◆ Exercise requirements
Repeat the lines from the line with "filename src/stats/daily.rs" to the line with "#[derive(Debug, Clone, PartialEq, Eq, Serialize)]" in the listing below, keeping both end lines and adding nothing.

◆ ◆ ◆

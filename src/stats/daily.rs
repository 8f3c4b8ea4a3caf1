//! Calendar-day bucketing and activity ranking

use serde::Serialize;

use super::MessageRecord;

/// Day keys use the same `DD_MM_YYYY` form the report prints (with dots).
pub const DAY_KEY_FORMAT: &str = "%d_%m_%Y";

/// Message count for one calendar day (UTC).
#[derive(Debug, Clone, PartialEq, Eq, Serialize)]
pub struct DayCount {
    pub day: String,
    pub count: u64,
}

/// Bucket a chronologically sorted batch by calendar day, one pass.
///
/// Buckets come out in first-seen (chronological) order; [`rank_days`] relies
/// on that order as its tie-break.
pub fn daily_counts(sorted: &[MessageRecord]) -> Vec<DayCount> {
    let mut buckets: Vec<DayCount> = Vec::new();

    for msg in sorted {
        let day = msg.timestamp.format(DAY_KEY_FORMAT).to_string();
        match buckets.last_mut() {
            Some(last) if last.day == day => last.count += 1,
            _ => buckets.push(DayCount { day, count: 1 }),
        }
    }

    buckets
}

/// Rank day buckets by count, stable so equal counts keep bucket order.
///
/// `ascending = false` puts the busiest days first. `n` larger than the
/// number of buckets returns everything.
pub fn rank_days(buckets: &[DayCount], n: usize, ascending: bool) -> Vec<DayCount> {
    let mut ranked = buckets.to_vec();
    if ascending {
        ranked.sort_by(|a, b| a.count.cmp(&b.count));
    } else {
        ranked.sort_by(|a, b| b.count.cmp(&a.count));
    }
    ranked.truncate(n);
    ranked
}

◆ ◆ ◆

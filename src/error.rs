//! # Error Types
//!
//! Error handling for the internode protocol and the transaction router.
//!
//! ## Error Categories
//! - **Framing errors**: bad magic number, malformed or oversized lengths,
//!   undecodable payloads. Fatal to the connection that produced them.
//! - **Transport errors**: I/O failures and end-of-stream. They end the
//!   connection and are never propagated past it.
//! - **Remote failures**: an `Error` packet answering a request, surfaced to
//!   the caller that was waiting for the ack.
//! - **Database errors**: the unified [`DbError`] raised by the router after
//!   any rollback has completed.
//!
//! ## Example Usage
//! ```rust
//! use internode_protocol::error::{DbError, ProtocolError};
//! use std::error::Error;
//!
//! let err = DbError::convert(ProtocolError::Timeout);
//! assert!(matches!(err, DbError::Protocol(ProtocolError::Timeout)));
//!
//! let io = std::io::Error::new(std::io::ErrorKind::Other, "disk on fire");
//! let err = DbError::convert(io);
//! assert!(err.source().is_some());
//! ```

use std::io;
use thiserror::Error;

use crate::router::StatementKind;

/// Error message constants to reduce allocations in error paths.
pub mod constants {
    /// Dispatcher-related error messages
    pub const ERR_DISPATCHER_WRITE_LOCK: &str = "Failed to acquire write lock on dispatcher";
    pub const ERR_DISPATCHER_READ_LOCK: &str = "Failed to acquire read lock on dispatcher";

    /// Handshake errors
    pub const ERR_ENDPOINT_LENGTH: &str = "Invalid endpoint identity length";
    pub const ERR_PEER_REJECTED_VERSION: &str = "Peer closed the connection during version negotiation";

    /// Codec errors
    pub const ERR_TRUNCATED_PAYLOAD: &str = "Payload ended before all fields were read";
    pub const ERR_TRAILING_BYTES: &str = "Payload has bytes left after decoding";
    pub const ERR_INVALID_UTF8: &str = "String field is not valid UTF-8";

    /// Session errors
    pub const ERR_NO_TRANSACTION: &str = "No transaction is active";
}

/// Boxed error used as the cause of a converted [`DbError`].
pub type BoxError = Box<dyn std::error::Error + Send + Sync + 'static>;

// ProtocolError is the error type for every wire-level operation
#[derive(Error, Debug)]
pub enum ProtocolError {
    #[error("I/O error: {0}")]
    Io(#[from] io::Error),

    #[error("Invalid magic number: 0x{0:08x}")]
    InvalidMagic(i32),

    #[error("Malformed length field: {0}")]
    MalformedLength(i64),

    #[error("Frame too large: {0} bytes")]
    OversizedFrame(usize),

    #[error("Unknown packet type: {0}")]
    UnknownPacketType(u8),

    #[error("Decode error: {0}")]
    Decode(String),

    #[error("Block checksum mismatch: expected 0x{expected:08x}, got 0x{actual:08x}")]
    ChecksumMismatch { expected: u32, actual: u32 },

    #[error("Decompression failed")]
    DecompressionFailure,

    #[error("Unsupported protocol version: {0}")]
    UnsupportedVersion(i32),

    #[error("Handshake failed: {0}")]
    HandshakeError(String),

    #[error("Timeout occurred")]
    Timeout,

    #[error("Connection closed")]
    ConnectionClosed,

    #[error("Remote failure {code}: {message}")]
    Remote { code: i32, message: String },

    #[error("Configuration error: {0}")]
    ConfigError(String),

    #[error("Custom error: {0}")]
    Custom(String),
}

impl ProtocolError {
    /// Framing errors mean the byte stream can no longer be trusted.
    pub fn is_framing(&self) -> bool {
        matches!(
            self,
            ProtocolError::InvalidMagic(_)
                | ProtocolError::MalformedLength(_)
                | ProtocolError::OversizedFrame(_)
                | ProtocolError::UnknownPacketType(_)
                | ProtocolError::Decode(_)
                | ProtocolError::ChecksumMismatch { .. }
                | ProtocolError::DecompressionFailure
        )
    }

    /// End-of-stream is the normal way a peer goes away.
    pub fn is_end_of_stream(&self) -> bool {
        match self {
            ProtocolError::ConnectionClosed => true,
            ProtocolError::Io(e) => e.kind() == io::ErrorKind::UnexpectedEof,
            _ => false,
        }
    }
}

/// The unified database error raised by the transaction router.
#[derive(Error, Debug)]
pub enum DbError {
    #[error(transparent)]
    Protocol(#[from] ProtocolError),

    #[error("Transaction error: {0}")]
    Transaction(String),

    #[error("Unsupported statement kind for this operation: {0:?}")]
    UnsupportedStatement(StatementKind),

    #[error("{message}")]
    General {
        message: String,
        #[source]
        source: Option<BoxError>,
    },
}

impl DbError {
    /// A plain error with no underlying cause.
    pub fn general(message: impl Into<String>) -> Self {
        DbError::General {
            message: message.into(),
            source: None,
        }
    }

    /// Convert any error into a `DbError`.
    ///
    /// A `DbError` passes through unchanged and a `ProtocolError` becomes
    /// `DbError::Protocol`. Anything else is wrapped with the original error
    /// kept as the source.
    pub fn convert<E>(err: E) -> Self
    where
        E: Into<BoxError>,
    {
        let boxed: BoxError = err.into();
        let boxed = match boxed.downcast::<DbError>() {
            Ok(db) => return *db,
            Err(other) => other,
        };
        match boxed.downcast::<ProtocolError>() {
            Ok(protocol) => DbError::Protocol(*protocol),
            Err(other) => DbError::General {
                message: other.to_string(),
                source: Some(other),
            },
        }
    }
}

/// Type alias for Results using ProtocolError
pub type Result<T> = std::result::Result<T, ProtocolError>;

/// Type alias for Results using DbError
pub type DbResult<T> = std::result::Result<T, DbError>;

◆ ◆ ◆

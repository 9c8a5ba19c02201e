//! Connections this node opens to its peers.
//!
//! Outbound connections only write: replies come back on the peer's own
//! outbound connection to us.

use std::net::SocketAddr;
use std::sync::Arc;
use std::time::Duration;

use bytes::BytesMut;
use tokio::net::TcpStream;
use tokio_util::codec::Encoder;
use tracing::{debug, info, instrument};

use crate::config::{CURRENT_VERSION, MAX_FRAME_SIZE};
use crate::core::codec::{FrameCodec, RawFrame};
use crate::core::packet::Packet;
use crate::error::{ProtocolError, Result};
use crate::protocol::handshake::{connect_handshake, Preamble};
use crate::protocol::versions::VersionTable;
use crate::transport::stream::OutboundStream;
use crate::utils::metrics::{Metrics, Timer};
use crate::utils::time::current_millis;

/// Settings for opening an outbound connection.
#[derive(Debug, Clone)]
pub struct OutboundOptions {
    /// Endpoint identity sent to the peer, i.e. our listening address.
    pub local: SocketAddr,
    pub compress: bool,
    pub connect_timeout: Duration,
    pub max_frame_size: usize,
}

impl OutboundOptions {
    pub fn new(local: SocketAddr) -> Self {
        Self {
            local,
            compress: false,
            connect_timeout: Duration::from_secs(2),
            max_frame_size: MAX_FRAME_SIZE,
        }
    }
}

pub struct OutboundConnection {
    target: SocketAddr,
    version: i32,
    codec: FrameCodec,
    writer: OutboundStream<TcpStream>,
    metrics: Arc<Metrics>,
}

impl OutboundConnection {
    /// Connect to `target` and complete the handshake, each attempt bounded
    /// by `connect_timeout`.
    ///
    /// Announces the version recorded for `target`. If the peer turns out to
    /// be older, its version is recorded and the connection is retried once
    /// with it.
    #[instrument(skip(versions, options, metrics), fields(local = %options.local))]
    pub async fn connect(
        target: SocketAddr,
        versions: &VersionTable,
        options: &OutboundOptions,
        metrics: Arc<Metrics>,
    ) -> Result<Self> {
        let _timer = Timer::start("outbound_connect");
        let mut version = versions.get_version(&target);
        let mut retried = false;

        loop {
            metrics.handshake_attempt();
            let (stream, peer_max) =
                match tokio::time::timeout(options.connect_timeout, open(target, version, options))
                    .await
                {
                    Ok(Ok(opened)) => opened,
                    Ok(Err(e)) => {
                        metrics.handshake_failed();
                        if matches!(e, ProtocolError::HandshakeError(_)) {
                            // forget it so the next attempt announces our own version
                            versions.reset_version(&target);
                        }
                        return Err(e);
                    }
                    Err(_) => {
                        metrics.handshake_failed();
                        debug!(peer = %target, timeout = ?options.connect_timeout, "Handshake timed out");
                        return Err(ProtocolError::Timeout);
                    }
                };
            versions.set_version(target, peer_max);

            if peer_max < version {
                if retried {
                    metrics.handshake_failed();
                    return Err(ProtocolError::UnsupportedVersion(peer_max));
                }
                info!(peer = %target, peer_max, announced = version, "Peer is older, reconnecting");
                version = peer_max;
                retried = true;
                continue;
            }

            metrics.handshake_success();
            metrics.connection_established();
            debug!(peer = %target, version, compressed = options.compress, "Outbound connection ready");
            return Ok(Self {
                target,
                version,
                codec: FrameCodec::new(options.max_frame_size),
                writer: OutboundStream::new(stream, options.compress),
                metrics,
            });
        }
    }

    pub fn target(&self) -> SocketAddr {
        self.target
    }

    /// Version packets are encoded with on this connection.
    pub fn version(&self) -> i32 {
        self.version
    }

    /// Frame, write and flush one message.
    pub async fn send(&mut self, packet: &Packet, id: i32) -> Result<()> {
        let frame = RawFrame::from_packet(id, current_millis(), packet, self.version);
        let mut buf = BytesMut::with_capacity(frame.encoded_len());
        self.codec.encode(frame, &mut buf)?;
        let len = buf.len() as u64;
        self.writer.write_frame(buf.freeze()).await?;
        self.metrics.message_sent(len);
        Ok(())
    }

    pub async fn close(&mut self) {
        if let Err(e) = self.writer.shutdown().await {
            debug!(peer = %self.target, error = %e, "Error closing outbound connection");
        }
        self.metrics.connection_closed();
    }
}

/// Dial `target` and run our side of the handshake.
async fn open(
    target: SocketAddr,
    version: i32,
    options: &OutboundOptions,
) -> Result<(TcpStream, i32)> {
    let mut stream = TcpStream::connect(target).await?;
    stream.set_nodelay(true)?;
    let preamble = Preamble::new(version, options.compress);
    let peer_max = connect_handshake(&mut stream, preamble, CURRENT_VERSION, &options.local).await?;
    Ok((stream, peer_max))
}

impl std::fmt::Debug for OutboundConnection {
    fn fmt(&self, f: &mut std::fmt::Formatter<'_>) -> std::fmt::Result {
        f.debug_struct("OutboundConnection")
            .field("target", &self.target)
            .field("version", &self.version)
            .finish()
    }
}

◆ ◆ ◆

◆ Answer
filename src/stats/daily.rs
repository 8f3c4b8ea4a3caf1
//! Calendar-day bucketing and activity ranking

use serde::Serialize;

use super::MessageRecord;

/// Day keys use the same `DD_MM_YYYY` form the report prints (with dots).
pub const DAY_KEY_FORMAT: &str = "%d_%m_%Y";

/// Message count for one calendar day (UTC).
#[derive(Debug, Clone, PartialEq, Eq, Serialize)]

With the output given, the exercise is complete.